As national allocation plans were announced, however, the “hot air” market lost some of its bounce.
Germany’s pacesetting plan, in particular, deflated expectations: In its first round, Berlin shaved just 2 million tons off current annual output of 505 million tons of carbon dioxide gas. Following the German lead, other EU governments also drafted lax emissions plans.
With hundreds of millions of tons of quotas issued, but relatively little need for anyone to buy them, speculative prices on the carbon market slid by nearly half, from about $16 per ton of CO2 in January.
Berlin’s Social Democrat government “surrendered to the coal lobby,” complained a leading European environmentalist, Stephan Singer.

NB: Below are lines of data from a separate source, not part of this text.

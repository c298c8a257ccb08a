//! Crate-level error taxonomy.

use thiserror::Error;

use crate::upstream::UpstreamError;

pub type WindResult<T> = std::result::Result<T, WindError>;

#[derive(Debug, Error)]
pub enum WindError {
    /// Caller input that can never succeed as submitted.
    #[error("validation error: {0}")]
    Validation(String),

    #[error("invalid range: start {start} must be before end {end}")]
    InvalidRange { start: String, end: String },

    #[error(transparent)]
    Upstream(#[from] UpstreamError),

    #[error(transparent)]
    Internal(#[from] anyhow::Error),
}

impl WindError {
    pub fn validation(message: impl Into<String>) -> Self {
        WindError::Validation(message.into())
    }

    /// Whether a backfill worker may retry after this error.
    pub fn is_retryable(&self) -> bool {
        matches!(self, WindError::Upstream(e) if e.is_retryable())
    }
}

#[cfg(test)]
mod tests {
    use super::*;
    use std::time::Duration;

    #[test]
    fn test_retryable_classification() {
        assert!(WindError::from(UpstreamError::RateLimited { retry_after: Some(Duration::from_secs(5)) }).is_retryable());
        assert!(WindError::from(UpstreamError::Transient { status: 503 }).is_retryable());
        assert!(!WindError::from(UpstreamError::Permanent("HTTP 401".into())).is_retryable());
        assert!(!WindError::validation("bad station").is_retryable());
    }

    #[test]
    fn test_display_passes_upstream_detail_through() {
        let err = WindError::from(UpstreamError::Transient { status: 502 });
        assert_eq!(err.to_string(), "upstream temporary error: HTTP 502");
    }
}
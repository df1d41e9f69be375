use std::io::Write as _;

use anyhow::Result;
use chrono::{Local, SecondsFormat};
use env_logger::{Builder, Env, WriteStyle};
use log::LevelFilter;

/// Environment variable with extra filter directives in `env_logger` syntax.
pub const LOG_FILTER_VARIABLE: &str = "AUDITOR_LOG";

/// Sends log messages from the workspace crates and `module_path` to stderr.
///
/// Standard output is left to reports.
pub fn initialize_logger(
    module_path: &str,
    level: LevelFilter,
    always_write_style: bool,
) -> Result<()> {
    let mut builder = Builder::new();

    builder
        .filter_level(LevelFilter::Off)
        .filter_module("beacon_api", level)
        .filter_module("binary_utils", level)
        .filter_module("chain_time", level)
        .filter_module("validator_statistics", level)
        .filter_module(module_path, level)
        .parse_env(Env::new().filter(LOG_FILTER_VARIABLE))
        .format(|formatter, record| {
            writeln!(
                formatter,
                "[{}] {:<5} {}: {}",
                Local::now().to_rfc3339_opts(SecondsFormat::Millis, true),
                record.level(),
                record.target(),
                record.args(),
            )
        });

    if always_write_style {
        builder.write_style(WriteStyle::Always);
    }

    builder.try_init()?;

    Ok(())
}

On the other side of the Atlantic, with the quiet support of both Democratic and Republican governors, 10 states in the U.S. Northeast are developing their own regional “cap-and-trade” plan for power plants and carbon dioxide, to be unveiled in April 2005.
Some see it as a potential “backdoor Kyoto,” a seed for U.S. national action -- even for carbon trading between Europe and U.S. states -- in defiance of the Bush administration.
In Washington, meanwhile, a frontdoor Kyoto has been offered. Sens. Joe Lieberman (D-Conn.) and John McCain (R-Ariz.) have proposed legislation to cap U.S. greenhouse emissions at 2000 levels by 2010, and create an emissions-trading system.
The same bill was defeated in the Senate last year by a 55-43 vote, but its supporters sense some momentum: A bipartisan House group now backs the bill, and it was supported last year by Sen. John F. Kerry, the presumed Democratic presidential nominee.
The Kyoto formulas would have required the United States -- home to 5% of the world’s population but one-quarter of its carbon dioxide emissions -- to reduce greenhouse emissions 7% below 1990 levels by 2012.
President Bush rejected the climate accord as based on “incomplete” science and as a threat to the U.S. economy. His administration instead called for voluntary emissions reductions by industry, and continued government-funded research into climate, clean-energy and other technologies. Bush also complained that Kyoto’s controls didn’t apply to China and some other fast-growing economies.
China looms larger year by year as a big coal burner. Some suggest that it be held to improved energy-efficiency standards, if not outright emissions caps.
Some scientists and engineers said so much time has been lost that only carbon “sequestration” -- technology to capture and store emissions -- can save the climate. One calculated, however, that a Lake Michigan in liquid CO2 would have to be hoarded away in the next 100 years.
If nothing else, concerned residentsshould act individually, said Eileen Claussen, former U.S. climate negotiator. “The choices you make are very important -- the car you buy, the transport you use, the washing machine you buy.”
The talk and stalemate go on, with a bit of carbon trading in Europe. Penehuro Lefale, meanwhile, is opting for action, as he watches seas rise with the temperatures in the Pacific.
A science advisor at the 1997 Kyoto negotiations, the Samoan climatologist has given up on talk. “The process wasn’t going anywhere,” he said. “I felt the best way to contribute was on the adaptation side.”
He works with Pacific Island governments to prepare for climate change, on early-warning systems for more numerous, more powerful tropical cyclones.
Too much time has passed for CarbonExpo or other steps to do much good, he said. Instead, it’s time to get ready “to save lives.”